▶ Source records
= = = = = = =
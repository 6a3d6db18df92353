use std::panic::Location;

use error_location::ErrorLocation;
use thiserror::Error;

#[derive(Error, Debug)]
pub enum DbError {
    #[error("SQLx error: {source} {location}")]
    Sqlx {
        source: sqlx::Error,
        location: ErrorLocation,
    },

    #[error("Migration error: {message} {location}")]
    Migration {
        message: String,
        location: ErrorLocation,
    },

    #[error("Database initialization failed: {message} {location}")]
    Initialization {
        message: String,
        location: ErrorLocation,
    },
}

impl From<sqlx::Error> for DbError {
    #[track_caller]
    fn from(source: sqlx::Error) -> Self {
        Self::Sqlx {
            source,
            location: ErrorLocation::from(Location::caller()),
        }
    }
}

pub type Result<T> = std::result::Result<T, DbError>;
use crate::{
    AuthConfig, ConfigError, DatabaseConfig, LoggingConfig, MAINTENANCE_PORT_OFFSET,
    Result as ConfigResult, ServerConfig,
};

use std::path::PathBuf;

use log::{info, warn};
use serde::Deserialize;

#[derive(Debug, Clone, Deserialize, Default)]
#[serde(default)]
pub struct Config {
    pub server: ServerConfig,
    pub database: DatabaseConfig,
    pub auth: AuthConfig,
    pub logging: LoggingConfig,
}

impl Config {
    /// Load config with full production error handling.
    ///
    /// Loading order:
    /// 1. Check for MEMOIR_CONFIG_DIR env var, else use ./.memoir/
    /// 2. Auto-create config directory if it doesn't exist
    /// 3. Load config.toml if it exists, else use defaults
    /// 4. Apply MEMOIR_* environment variable overrides
    ///
    /// Does NOT validate - call validate() after load().
    pub fn load() -> ConfigResult<Self> {
        let config_dir = Self::config_dir()?;

        // Auto-create config directory
        if !config_dir.exists() {
            std::fs::create_dir_all(&config_dir).map_err(|e| ConfigError::Io {
                path: config_dir.clone(),
                source: e,
            })?;
        }

        let config_path = config_dir.join("config.toml");

        let mut config = if config_path.exists() {
            Self::load_toml(&config_path)?
        } else {
            Config::default()
        };

        config.apply_env_overrides();

        Ok(config)
    }

    /// Load and parse TOML file with detailed error context.
    fn load_toml(path: &PathBuf) -> ConfigResult<Self> {
        let contents = std::fs::read_to_string(path).map_err(|e| ConfigError::Io {
            path: path.clone(),
            source: e,
        })?;

        toml::from_str(&contents).map_err(|e| ConfigError::Toml {
            path: path.clone(),
            source: e,
        })
    }

    /// Get the config directory.
    /// Priority: MEMOIR_CONFIG_DIR env var > ./.memoir/ (relative to cwd)
    pub fn config_dir() -> ConfigResult<PathBuf> {
        if let Ok(dir) = std::env::var("MEMOIR_CONFIG_DIR") {
            return Ok(PathBuf::from(dir));
        }

        let cwd = std::env::current_dir()
            .map_err(|_| ConfigError::config("Cannot determine current working directory"))?;
        Ok(cwd.join(".memoir"))
    }

    /// Validate all configuration.
    /// Call after load() to catch all errors at startup.
    pub fn validate(&self) -> ConfigResult<()> {
        self.server.validate()?;
        self.auth.validate()?;

        // Validate database path doesn't escape config dir
        let db_path = std::path::Path::new(&self.database.path);
        if db_path.is_absolute() || self.database.path.contains("..") {
            return Err(ConfigError::database(
                "database.path must be relative and cannot contain '..'",
            ));
        }

        Ok(())
    }

    /// Get absolute path to database file.
    pub fn database_path(&self) -> ConfigResult<PathBuf> {
        let config_dir = Self::config_dir()?;
        Ok(config_dir.join(&self.database.path))
    }

    /// Get bind address as string.
    pub fn bind_addr(&self) -> String {
        format!("{}:{}", self.server.host, self.server.port)
    }

    /// Derive the config a maintenance command runs under. Identical to the
    /// server config except the port sits MAINTENANCE_PORT_OFFSET below the
    /// configured one, so a maintenance invocation can never collide with a
    /// live server on the same config. The receiver is left untouched.
    pub fn for_maintenance(&self) -> Self {
        let mut derived = self.clone();
        derived.server.port = self.server.port.saturating_sub(MAINTENANCE_PORT_OFFSET);
        derived
    }

    /// Warn when a config file from releases that read ~/.memoir/config.toml
    /// is still around but no longer consulted. Call after logger init.
    pub fn warn_legacy() {
        let Some(home) = dirs::home_dir() else {
            return;
        };

        let legacy_path = home.join(".memoir").join("config.toml");
        let active_path = match Self::config_dir() {
            Ok(dir) => dir.join("config.toml"),
            Err(_) => return,
        };

        if legacy_path.exists() && legacy_path != active_path {
            warn!(
                "Ignoring legacy config at {}; move it to {}",
                legacy_path.display(),
                active_path.display()
            );
        }
    }

    /// Log configuration summary (NEVER logs secrets).
    pub fn log_summary(&self) {
        info!("Configuration loaded:");
        info!("  server: {}:{}", self.server.host, self.server.port);
        info!("  database: {}", self.database.path);

        info!(
            "  auth.secret: {}",
            if self.auth.secret.is_some() {
                "set"
            } else {
                "not set"
            }
        );

        info!(
            "  logging: {} (colored: {})",
            *self.logging.level, self.logging.colored
        );

        if let Some(ref file) = self.logging.file {
            info!("  log file: {}/{}", self.logging.dir, file);
        }
    }

    fn apply_env_overrides(&mut self) {
        // Server
        Self::apply_env_string("MEMOIR_SERVER_HOST", &mut self.server.host);
        Self::apply_env_parse("MEMOIR_SERVER_PORT", &mut self.server.port);

        // Database
        Self::apply_env_string("MEMOIR_DATABASE_PATH", &mut self.database.path);

        // Auth
        Self::apply_env_option_string("MEMOIR_AUTH_SECRET", &mut self.auth.secret);

        // Logging
        Self::apply_env_parse("MEMOIR_LOG_LEVEL", &mut self.logging.level);
        Self::apply_env_bool("MEMOIR_LOG_COLORED", &mut self.logging.colored);
        Self::apply_env_option_string("MEMOIR_LOG_FILE", &mut self.logging.file);
        Self::apply_env_string("MEMOIR_LOG_DIR", &mut self.logging.dir);
    }

    /// Helper: Apply environment variable override for String values
    fn apply_env_string(var_name: &str, target: &mut String) {
        if let Ok(val) = std::env::var(var_name) {
            *target = val;
        }
    }

    /// Helper: Apply environment variable override for bool values (accepts "true"/"1")
    fn apply_env_bool(var_name: &str, target: &mut bool) {
        if let Ok(val) = std::env::var(var_name) {
            *target = val == "true" || val == "1";
        }
    }

    /// Helper: Apply environment variable override for parseable values
    fn apply_env_parse<T: std::str::FromStr>(var_name: &str, target: &mut T) {
        if let Ok(val) = std::env::var(var_name)
            && let Ok(parsed) = val.parse()
        {
            *target = parsed;
        }
    }

    /// Helper: Apply environment variable override for Option<String> values
    fn apply_env_option_string(var_name: &str, target: &mut Option<String>) {
        if let Ok(val) = std::env::var(var_name) {
            *target = Some(val);
        }
    }
}
//! User repository over the `users` table.
//!
//! Reads go through [`FindUser`] filters; every unset field matches any
//! row, so one query shape serves lookup by id, username, or email. An
//! empty result set is a valid "not found", not an error. Writes are
//! partial: [`UpdateUserFields`] only touches the columns it names.

use crate::{DbError, Result as DbResult};

use memoir_core::{Role, User};

use std::panic::Location;
use std::str::FromStr;

use chrono::{DateTime, Utc};
use error_location::ErrorLocation;
use sqlx::sqlite::SqliteRow;
use sqlx::{QueryBuilder, Row, Sqlite, SqlitePool};

const USER_COLUMNS: &str =
    "id, username, role, email, nickname, password_hash, created_at, updated_at";

/// Narrows a user query. Unset fields match any row.
#[derive(Debug, Clone, Default)]
pub struct FindUser {
    pub id: Option<i32>,
    pub username: Option<String>,
    pub email: Option<String>,
}

impl FindUser {
    pub fn by_id(id: i32) -> Self {
        Self {
            id: Some(id),
            ..Self::default()
        }
    }

    pub fn by_username(username: impl Into<String>) -> Self {
        Self {
            username: Some(username.into()),
            ..Self::default()
        }
    }

    pub fn by_email(email: impl Into<String>) -> Self {
        Self {
            email: Some(email.into()),
            ..Self::default()
        }
    }
}

/// Columns to overwrite on update. Unset fields keep their stored value.
#[derive(Debug, Clone, Default)]
pub struct UpdateUserFields {
    pub password_hash: Option<String>,
    pub email: Option<String>,
    pub nickname: Option<String>,
}

pub struct UserRepository {
    pool: SqlitePool,
}

impl UserRepository {
    pub fn new(pool: SqlitePool) -> Self {
        Self { pool }
    }

    /// Insert a new user and return the persisted row. The returned value
    /// carries the store-assigned id and second-precision timestamps, so it
    /// matches what any later read will see.
    pub async fn create(&self, user: &User) -> DbResult<User> {
        let created_at = user.created_at.timestamp();
        let updated_at = user.updated_at.timestamp();

        let sql = format!(
            r#"
                INSERT INTO users (
                    username, role, email, nickname, password_hash,
                    created_at, updated_at
                ) VALUES (?, ?, ?, ?, ?, ?, ?)
                RETURNING {}
            "#,
            USER_COLUMNS
        );

        let row = sqlx::query(&sql)
            .bind(user.username.as_str())
            .bind(user.role.as_str())
            .bind(user.email.as_str())
            .bind(user.nickname.as_str())
            .bind(user.password_hash.as_str())
            .bind(created_at)
            .bind(updated_at)
            .fetch_one(&self.pool)
            .await?;

        Self::map_user(&row)
    }

    /// List users matching the filter, ordered by id.
    /// An empty result is a valid "not found".
    pub async fn list(&self, find: &FindUser) -> DbResult<Vec<User>> {
        let mut builder: QueryBuilder<Sqlite> =
            QueryBuilder::new(format!("SELECT {} FROM users WHERE 1=1", USER_COLUMNS));

        if let Some(id) = find.id {
            builder.push(" AND id = ");
            builder.push_bind(id);
        }

        if let Some(ref username) = find.username {
            builder.push(" AND username = ");
            builder.push_bind(username.as_str());
        }

        if let Some(ref email) = find.email {
            builder.push(" AND email = ");
            builder.push_bind(email.as_str());
        }

        builder.push(" ORDER BY id");

        let rows = builder.build().fetch_all(&self.pool).await?;

        rows.iter().map(Self::map_user).collect()
    }

    /// First user matching the filter, if any.
    pub async fn find_one(&self, find: &FindUser) -> DbResult<Option<User>> {
        let users = self.list(find).await?;
        Ok(users.into_iter().next())
    }

    /// Overwrite the columns named in `fields` for the user with `id` and
    /// return the updated row, or None when no such user exists. Always
    /// stamps `updated_at`, so the set clause is never empty.
    pub async fn update(&self, id: i32, fields: &UpdateUserFields) -> DbResult<Option<User>> {
        let updated_at = Utc::now().timestamp();

        let mut builder: QueryBuilder<Sqlite> = QueryBuilder::new("UPDATE users SET ");
        let mut assignments = builder.separated(", ");

        if let Some(ref password_hash) = fields.password_hash {
            assignments.push("password_hash = ");
            assignments.push_bind_unseparated(password_hash.as_str());
        }

        if let Some(ref email) = fields.email {
            assignments.push("email = ");
            assignments.push_bind_unseparated(email.as_str());
        }

        if let Some(ref nickname) = fields.nickname {
            assignments.push("nickname = ");
            assignments.push_bind_unseparated(nickname.as_str());
        }

        assignments.push("updated_at = ");
        assignments.push_bind_unseparated(updated_at);

        builder.push(" WHERE id = ");
        builder.push_bind(id);
        builder.push(format!(" RETURNING {}", USER_COLUMNS));

        let row = builder.build().fetch_optional(&self.pool).await?;

        row.as_ref().map(Self::map_user).transpose()
    }

    pub async fn count(&self) -> DbResult<i64> {
        let row = sqlx::query("SELECT COUNT(*) AS count FROM users")
            .fetch_one(&self.pool)
            .await?;

        Ok(row.try_get("count")?)
    }

    fn map_user(row: &SqliteRow) -> DbResult<User> {
        let role: String = row.try_get("role")?;
        let created_at: i64 = row.try_get("created_at")?;
        let updated_at: i64 = row.try_get("updated_at")?;

        Ok(User {
            id: row.try_get("id")?,
            username: row.try_get("username")?,
            role: Role::from_str(&role).map_err(|e| DbError::Initialization {
                message: format!("Invalid role in users.role: {}", e),
                location: ErrorLocation::from(Location::caller()),
            })?,
            email: row.try_get("email")?,
            nickname: row.try_get("nickname")?,
            password_hash: row.try_get("password_hash")?,
            created_at: DateTime::from_timestamp(created_at, 0).ok_or_else(|| {
                DbError::Initialization {
                    message: "Invalid timestamp in users.created_at".to_string(),
                    location: ErrorLocation::from(Location::caller()),
                }
            })?,
            updated_at: DateTime::from_timestamp(updated_at, 0).ok_or_else(|| {
                DbError::Initialization {
                    message: "Invalid timestamp in users.updated_at".to_string(),
                    location: ErrorLocation::from(Location::caller()),
                }
            })?,
        })
    }
}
= = = = = = =
Say how many lines of the data above include the word "Invalid", and add nothing further.

▶ Answer to the problem
3